Bilbo sursauta et fit volte-face pour se retrouver près du chef, qui avait les sourcils froncés au maximum, et qui semblait presque blessé par l'attitude des deux nains. Thorin avait le regard froid, glacial même.
« Vous pensez qu'une attaque d'orcs n'est qu'une plaisanterie ? »
Devant le ton ô combien tonnant et sévère de leur chef, Fili et Kili baissèrent le regard et se mordirent la langue.
« Désolés, on... ne pensait pas à mal. »
Thorin ne répondit rien. Il se contenta de laisser s'échapper un grincement de dents, avant de se détourner des nains et de s'éloigner du reste la tribu. Bilbo avait vu dans ses yeux que le chef avait été touché là où il n'aurait pas dû l'être. Et le hobbit voulait savoir pourquoi Thorin avait réagi aussi violemment, aussi froidement, aussi durement. Il avait semblé être personnellement touché par ces paroles, et Bilbo voulait connaitre le pourquoi du comment. Ce fut pour cela que, malgré sa crainte vis à vis de la possible réaction de rejet de Thorin, il alla rejoindre le chef qui s'était assis sur une roche éloignée, et laissait le vent faire flotter quelques mèches de ses cheveux ébène.
Bilbo resta un instant debout derrière lui, avant de respirer un bon coup de s'asseoir, laissant cependant un bon mètre de distance entre eux. Un silence pesant s'installa, avant que Thorin ne prenne la parole, visiblement dérangé par la présence du plus petit.
« Vous devriez aller dormir, gronda Thorin d'un ton qui ne laissait pas place à la discussion. »
N'importe qui aurait capitulé et n'aurait pas cherché à insister. Mais n'importe qui n'était pas Bilbo.
« Est-ce que vous allez bien ? se contenta de demander simplement le hobbit. »
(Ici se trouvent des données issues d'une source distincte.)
use chrono::{DateTime, Utc};
use serde::{Deserialize, Serialize};

pub type Id = i32;

#[derive(sqlx::FromRow, Debug, Clone)]
pub struct User {
    pub id: Id,
    pub email: String,
    pub username: String,
    pub first_name: String,
    pub last_name: String,
    pub password: String,
}

impl User {
    pub fn full_name(&self) -> String {
        format!("{} {}", self.first_name, self.last_name)
            .trim()
            .to_string()
    }
}

/// A user as seen by somebody else; `is_subscribed` is relative to the viewer.
#[derive(sqlx::FromRow, Serialize, Deserialize, Debug, Clone, PartialEq)]
pub struct UserProfile {
    pub id: Id,
    pub email: String,
    pub username: String,
    pub first_name: String,
    pub last_name: String,
    pub is_subscribed: bool,
}

#[derive(sqlx::FromRow, Debug, Clone)]
pub struct UserProfileRow {
    pub id: Id,
    pub email: String,
    pub username: String,
    pub first_name: String,
    pub last_name: String,
    pub is_subscribed: bool,

    pub count: i64,
}

impl From<UserProfileRow> for UserProfile {
    fn from(row: UserProfileRow) -> Self {
        Self {
            id: row.id,
            email: row.email,
            username: row.username,
            first_name: row.first_name,
            last_name: row.last_name,
            is_subscribed: row.is_subscribed,
        }
    }
}

#[derive(sqlx::FromRow, Serialize, Deserialize, Debug, Clone, PartialEq)]
pub struct Tag {
    pub id: Id,
    pub name: String,
    pub color: String,
    pub slug: String,
}

#[derive(sqlx::FromRow, Serialize, Deserialize, Debug, Clone, PartialEq)]
pub struct Ingredient {
    pub id: Id,
    pub name: String,
    pub measurement_unit: String,
}

#[derive(sqlx::FromRow, Debug, Clone)]
pub struct RecipeRow {
    pub id: Id,
    pub author_id: Id,
    pub name: String,
    pub image: String,
    pub text: String,
    pub cooking_time: i32,
    pub pub_date: DateTime<Utc>,

    pub is_favorited: bool,
    pub is_in_shopping_cart: bool,
    pub favorites_count: i64,

    pub count: i64,
}

#[derive(sqlx::FromRow, Debug, Clone)]
pub struct RecipeTagRow {
    pub recipe_id: Id,
    pub id: Id,
    pub name: String,
    pub color: String,
    pub slug: String,
}

impl From<RecipeTagRow> for Tag {
    fn from(row: RecipeTagRow) -> Self {
        Self {
            id: row.id,
            name: row.name,
            color: row.color,
            slug: row.slug,
        }
    }
}

#[derive(sqlx::FromRow, Debug, Clone)]
pub struct RecipeIngredientRow {
    pub recipe_id: Id,
    pub id: Id,
    pub name: String,
    pub measurement_unit: String,
    pub amount: i32,
}

#[derive(Serialize, Deserialize, Debug, Clone, PartialEq)]
pub struct RecipeIngredient {
    pub id: Id,
    pub name: String,
    pub measurement_unit: String,
    pub amount: i32,
}

impl From<RecipeIngredientRow> for RecipeIngredient {
    fn from(row: RecipeIngredientRow) -> Self {
        Self {
            id: row.id,
            name: row.name,
            measurement_unit: row.measurement_unit,
            amount: row.amount,
        }
    }
}

#[derive(Serialize, Debug, Clone)]
pub struct Recipe {
    pub id: Id,
    pub tags: Vec<Tag>,
    pub author: UserProfile,
    pub ingredients: Vec<RecipeIngredient>,
    pub is_favorited: bool,
    pub is_in_shopping_cart: bool,
    pub favorites_count: i64,
    pub name: String,
    pub image: String,
    pub text: String,
    pub cooking_time: i32,
    pub pub_date: DateTime<Utc>,
}

/// Condensed recipe view returned by relation toggles and subscription previews.
#[derive(sqlx::FromRow, Serialize, Deserialize, Debug, Clone, PartialEq)]
pub struct RecipeShort {
    pub id: Id,
    pub name: String,
    pub image: String,
    pub cooking_time: i32,
}

#[derive(sqlx::FromRow, Debug, Clone)]
pub struct RecipePreviewRow {
    pub author_id: Id,
    pub id: Id,
    pub name: String,
    pub image: String,
    pub cooking_time: i32,
}

impl From<RecipePreviewRow> for RecipeShort {
    fn from(row: RecipePreviewRow) -> Self {
        Self {
            id: row.id,
            name: row.name,
            image: row.image,
            cooking_time: row.cooking_time,
        }
    }
}

#[derive(sqlx::FromRow, Debug, Clone)]
pub struct SubscriptionRow {
    pub id: Id,
    pub email: String,
    pub username: String,
    pub first_name: String,
    pub last_name: String,
    pub recipes_count: i64,

    pub count: i64,
}

#[derive(Serialize, Debug, Clone, PartialEq)]
pub struct Subscription {
    #[serde(flatten)]
    pub author: UserProfile,
    pub recipes: Vec<RecipeShort>,
    pub recipes_count: i64,
}

#[derive(sqlx::FromRow, Debug, Clone, PartialEq)]
pub struct RelationRecord {
    pub user_id: Id,
    pub target_id: Id,
    pub created_at: DateTime<Utc>,
}

#[derive(sqlx::FromRow, Debug, Clone)]
pub struct CartRecipeRow {
    pub name: String,
    pub cooking_time: i32,
}

#[derive(sqlx::FromRow, Debug, Clone)]
pub struct CartIngredientRow {
    pub name: String,
    pub measurement_unit: String,
    pub amount: i32,
}

#[derive(Deserialize, Serialize, Debug, Clone, Copy, PartialEq)]
pub struct IngredientAmount {
    pub id: Id,
    pub amount: i32,
}

/// Body of `POST /recipes/` and `PATCH /recipes/{id}/`.
#[derive(Deserialize, Debug, Clone, Default)]
pub struct RecipePayload {
    pub name: Option<String>,
    pub image: Option<String>,
    pub text: Option<String>,
    pub cooking_time: Option<i32>,
    #[serde(default)]
    pub tags: Vec<Id>,
    #[serde(default)]
    pub ingredients: Vec<IngredientAmount>,
}

#[derive(Deserialize, Debug, Clone)]
pub struct RegisterPayload {
    pub email: String,
    pub username: String,
    #[serde(default)]
    pub first_name: String,
    #[serde(default)]
    pub last_name: String,
    pub password: String,
}

#[derive(Deserialize, Debug, Clone)]
pub struct LoginPayload {
    pub email: String,
    pub password: String,
}

#[derive(Deserialize, Debug, Clone)]
pub struct NewIngredient {
    pub name: String,
    pub measurement_unit: String,
}

#[derive(Deserialize, Debug, Clone)]
pub struct NewTag {
    pub name: String,
    pub color: String,
    pub slug: String,
}
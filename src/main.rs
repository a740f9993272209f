use foodgram::{
    config::Config,
    error::FoodgramError,
    server::{init_logging, start_server},
};

#[tokio::main]
async fn main() -> Result<(), FoodgramError> {
    init_logging();

    let config = Config::load()?;
    start_server(config).await
}
use serde::{Deserialize, Serialize};

use crate::constants::MAX_PAGE_SIZE;

#[derive(Serialize, Deserialize, Debug, PartialEq)]
pub struct PageContext<T> {
    pub count: i64,
    pub next: Option<i64>,
    pub previous: Option<i64>,
    pub results: Vec<T>,
}

impl<T> PageContext<T> {
    /// `total_rows` comes from a `COUNT(*) OVER()` column, or from a separate
    /// count when the requested page is past the end.
    pub fn from_rows(rows: Vec<T>, total_rows: i64, page_size: i64, current_offset: i64) -> Self {
        if total_rows <= 0 {
            return Self::no_rows();
        }
        let current_page = current_offset / page_size + 1;
        let last_page = (total_rows - 1) / page_size + 1;

        Self {
            results: rows,
            count: total_rows,
            next: (current_offset.saturating_add(page_size) < total_rows)
                .then_some(current_page + 1),
            previous: (current_page > 1).then_some((current_page - 1).min(last_page)),
        }
    }

    pub fn no_rows() -> Self {
        Self {
            results: vec![],
            count: 0,
            next: None,
            previous: None,
        }
    }

    pub fn map<U>(self, f: impl FnMut(T) -> U) -> PageContext<U> {
        PageContext {
            count: self.count,
            next: self.next,
            previous: self.previous,
            results: self.results.into_iter().map(f).collect(),
        }
    }
}

#[derive(Deserialize, Debug, Clone, Copy, Default)]
pub struct PageQuery {
    pub page: Option<i64>,
    pub limit: Option<i64>,
}

impl PageQuery {
    pub fn page_size(&self, default: i64) -> i64 {
        self.limit
            .filter(|limit| *limit > 0)
            .unwrap_or(default)
            .min(MAX_PAGE_SIZE)
    }

    /// Saturates, so an absurd `page` reads past the end instead of wrapping.
    pub fn offset(&self, page_size: i64) -> i64 {
        (self.page.unwrap_or(1).max(1) - 1).saturating_mul(page_size)
    }
}

/// Window totals vanish with the rows, so an empty page past the start needs
/// its own count to report the real total.
pub fn needs_recount<R>(rows: &[R], offset: i64) -> bool {
    rows.is_empty() && offset > 0
}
Thorin ne lui répondit pas. Alors, Bilbo poursuivit.
« Les orcs—
- Je vous ai dit d'aller dormir. »
Cette fois-ci, Thorin tourna la tête pour foudroyer Bilbo du regard. Mais malgré toute la colère qu'il mit dans ses yeux, Thorin ne parvint pas à cacher à Bilbo la lueur de tristesse qui traversa ses prunelles. Bilbo décida alors de ne pas bouger. Il se contenta d'inspirer profondément, avant de plonger ses yeux noisettes dans ceux azur du chef des nains.
Les deux hommes se regardèrent ainsi pendant de longues secondes, avant que Thorin ne craque le premier et ne détourne la tête pour se re-concentrer sur l'horizon.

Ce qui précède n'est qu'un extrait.